(Collected data entries)

+-------+

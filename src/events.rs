//! In-process lifecycle event bus backed by a `tokio::sync::broadcast` channel.
//!
//! Notification delivery, UI refresh, and audit logging live outside the core;
//! they subscribe here and receive every [`LifecycleEvent`] published after a
//! mutation commits.

use chrono::{DateTime, Utc};
use serde::Serialize;
use tokio::sync::broadcast;

use crate::store::{DownloadKind, DownloadStatus, Request, RequestStatus};

/// Default buffer capacity for the broadcast channel.
const DEFAULT_CAPACITY: usize = 1024;

/// A committed state change of a request or one of its downloads.
#[derive(Debug, Clone, PartialEq, Eq, Serialize)]
#[serde(tag = "event", rename_all = "snake_case")]
pub enum LifecycleEvent {
    RequestCreated {
        request_id: i64,
    },
    StatusChanged {
        request_id: i64,
        from: RequestStatus,
        to: RequestStatus,
    },
    AttentionRaised {
        request_id: i64,
        description: String,
    },
    AttentionCleared {
        request_id: i64,
    },
    DownloadDispatched {
        request_id: i64,
        download_id: i64,
        kind: DownloadKind,
        external_id: String,
    },
    DownloadProgress {
        request_id: i64,
        download_id: i64,
        status: DownloadStatus,
        progress: u8,
    },
    RetryScheduled {
        request_id: i64,
        retry_count: i64,
        next_retry_at: DateTime<Utc>,
    },
    RetriesExhausted {
        request_id: i64,
        retry_count: i64,
    },
}

impl LifecycleEvent {
    /// The request this event concerns.
    #[must_use]
    pub fn request_id(&self) -> i64 {
        match self {
            Self::RequestCreated { request_id }
            | Self::StatusChanged { request_id, .. }
            | Self::AttentionRaised { request_id, .. }
            | Self::AttentionCleared { request_id }
            | Self::DownloadDispatched { request_id, .. }
            | Self::DownloadProgress { request_id, .. }
            | Self::RetryScheduled { request_id, .. }
            | Self::RetriesExhausted { request_id, .. } => *request_id,
        }
    }
}

/// Fan-out bus for [`LifecycleEvent`]s, cheap to clone.
#[derive(Debug, Clone)]
pub struct EventBus {
    sender: broadcast::Sender<LifecycleEvent>,
}

impl EventBus {
    /// Create a bus with a specific channel capacity.
    ///
    /// Slow receivers observe `RecvError::Lagged` once the buffer is full.
    #[must_use]
    pub fn new(capacity: usize) -> Self {
        let (sender, _) = broadcast::channel(capacity.max(1));
        Self { sender }
    }

    /// Publish an event to all current subscribers.
    pub fn publish(&self, event: LifecycleEvent) {
        // Zero receivers is not an error.
        let _ = self.sender.send(event);
    }

    /// Publishes the status and attention changes between two snapshots of a request.
    pub fn publish_changes(&self, before: &Request, after: &Request) {
        if before.status != after.status {
            self.publish(LifecycleEvent::StatusChanged {
                request_id: after.id,
                from: before.status,
                to: after.status,
            });
        }
        match (before.attention_needed, after.attention_needed) {
            (false, true) => self.publish(LifecycleEvent::AttentionRaised {
                request_id: after.id,
                description: after.issue_description.clone().unwrap_or_default(),
            }),
            (true, false) => self.publish(LifecycleEvent::AttentionCleared {
                request_id: after.id,
            }),
            _ => {}
        }
    }

    /// Subscribe to all future events.
    #[must_use]
    pub fn subscribe(&self) -> broadcast::Receiver<LifecycleEvent> {
        self.sender.subscribe()
    }

    /// Number of active subscribers.
    #[must_use]
    pub fn subscriber_count(&self) -> usize {
        self.sender.receiver_count()
    }
}

impl Default for EventBus {
    fn default() -> Self {
        Self::new(DEFAULT_CAPACITY)
    }
}

#[cfg(test)]
#[allow(clippy::unwrap_used)]
mod tests {
    use super::*;

    #[tokio::test]
    async fn test_publish_reaches_every_subscriber() {
        let bus = EventBus::default();
        let mut first = bus.subscribe();
        let mut second = bus.subscribe();

        bus.publish(LifecycleEvent::RequestCreated { request_id: 7 });

        assert_eq!(first.recv().await.unwrap().request_id(), 7);
        assert_eq!(second.recv().await.unwrap().request_id(), 7);
    }

    #[test]
    fn test_publish_without_subscribers_is_silent() {
        let bus = EventBus::new(4);
        assert_eq!(bus.subscriber_count(), 0);
        bus.publish(LifecycleEvent::AttentionCleared { request_id: 1 });
    }

    #[test]
    fn test_event_serializes_with_tag() {
        let event = LifecycleEvent::StatusChanged {
            request_id: 3,
            from: RequestStatus::Pending,
            to: RequestStatus::Searching,
        };
        let json = serde_json::to_value(&event).unwrap();
        assert_eq!(json["event"], "status_changed");
        assert_eq!(json["to"], "searching");
    }
}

+-------+

* BRIEF *
Repeat every line of the records above exactly.

* ANSWER FOR THIS EXERCISE *
filename src/events.rs
//! In-process lifecycle event bus backed by a `tokio::sync::broadcast` channel.
//!
//! Notification delivery, UI refresh, and audit logging live outside the core;
//! they subscribe here and receive every [`LifecycleEvent`] published after a
//! mutation commits.

use chrono::{DateTime, Utc};
use serde::Serialize;
use tokio::sync::broadcast;

use crate::store::{DownloadKind, DownloadStatus, Request, RequestStatus};

/// Default buffer capacity for the broadcast channel.
const DEFAULT_CAPACITY: usize = 1024;

/// A committed state change of a request or one of its downloads.
#[derive(Debug, Clone, PartialEq, Eq, Serialize)]
#[serde(tag = "event", rename_all = "snake_case")]
pub enum LifecycleEvent {
    RequestCreated {
        request_id: i64,
    },
    StatusChanged {
        request_id: i64,
        from: RequestStatus,
        to: RequestStatus,
    },
    AttentionRaised {
        request_id: i64,
        description: String,
    },
    AttentionCleared {
        request_id: i64,
    },
    DownloadDispatched {
        request_id: i64,
        download_id: i64,
        kind: DownloadKind,
        external_id: String,
    },
    DownloadProgress {
        request_id: i64,
        download_id: i64,
        status: DownloadStatus,
        progress: u8,
    },
    RetryScheduled {
        request_id: i64,
        retry_count: i64,
        next_retry_at: DateTime<Utc>,
    },
    RetriesExhausted {
        request_id: i64,
        retry_count: i64,
    },
}

impl LifecycleEvent {
    /// The request this event concerns.
    #[must_use]
    pub fn request_id(&self) -> i64 {
        match self {
            Self::RequestCreated { request_id }
            | Self::StatusChanged { request_id, .. }
            | Self::AttentionRaised { request_id, .. }
            | Self::AttentionCleared { request_id }
            | Self::DownloadDispatched { request_id, .. }
            | Self::DownloadProgress { request_id, .. }
            | Self::RetryScheduled { request_id, .. }
            | Self::RetriesExhausted { request_id, .. } => *request_id,
        }
    }
}

/// Fan-out bus for [`LifecycleEvent`]s, cheap to clone.
#[derive(Debug, Clone)]
pub struct EventBus {
    sender: broadcast::Sender<LifecycleEvent>,
}

impl EventBus {
    /// Create a bus with a specific channel capacity.
    ///
    /// Slow receivers observe `RecvError::Lagged` once the buffer is full.
    #[must_use]
    pub fn new(capacity: usize) -> Self {
        let (sender, _) = broadcast::channel(capacity.max(1));
        Self { sender }
    }

    /// Publish an event to all current subscribers.
    pub fn publish(&self, event: LifecycleEvent) {
        // Zero receivers is not an error.
        let _ = self.sender.send(event);
    }

    /// Publishes the status and attention changes between two snapshots of a request.
    pub fn publish_changes(&self, before: &Request, after: &Request) {
        if before.status != after.status {
            self.publish(LifecycleEvent::StatusChanged {
                request_id: after.id,
                from: before.status,
                to: after.status,
            });
        }
        match (before.attention_needed, after.attention_needed) {
            (false, true) => self.publish(LifecycleEvent::AttentionRaised {
                request_id: after.id,
                description: after.issue_description.clone().unwrap_or_default(),
            }),
            (true, false) => self.publish(LifecycleEvent::AttentionCleared {
                request_id: after.id,
            }),
            _ => {}
        }
    }

    /// Subscribe to all future events.
    #[must_use]
    pub fn subscribe(&self) -> broadcast::Receiver<LifecycleEvent> {
        self.sender.subscribe()
    }

    /// Number of active subscribers.
    #[must_use]
    pub fn subscriber_count(&self) -> usize {
        self.sender.receiver_count()
    }
}

impl Default for EventBus {
    fn default() -> Self {
        Self::new(DEFAULT_CAPACITY)
    }
}

#[cfg(test)]
#[allow(clippy::unwrap_used)]
mod tests {
    use super::*;

    #[tokio::test]
    async fn test_publish_reaches_every_subscriber() {
        let bus = EventBus::default();
        let mut first = bus.subscribe();
        let mut second = bus.subscribe();

        bus.publish(LifecycleEvent::RequestCreated { request_id: 7 });

        assert_eq!(first.recv().await.unwrap().request_id(), 7);
        assert_eq!(second.recv().await.unwrap().request_id(), 7);
    }

    #[test]
    fn test_publish_without_subscribers_is_silent() {
        let bus = EventBus::new(4);
        assert_eq!(bus.subscriber_count(), 0);
        bus.publish(LifecycleEvent::AttentionCleared { request_id: 1 });
    }

    #[test]
    fn test_event_serializes_with_tag() {
        let event = LifecycleEvent::StatusChanged {
            request_id: 3,
            from: RequestStatus::Pending,
            to: RequestStatus::Searching,
        };
        let json = serde_json::to_value(&event).unwrap();
        assert_eq!(json["event"], "status_changed");
        assert_eq!(json["to"], "searching");
    }
}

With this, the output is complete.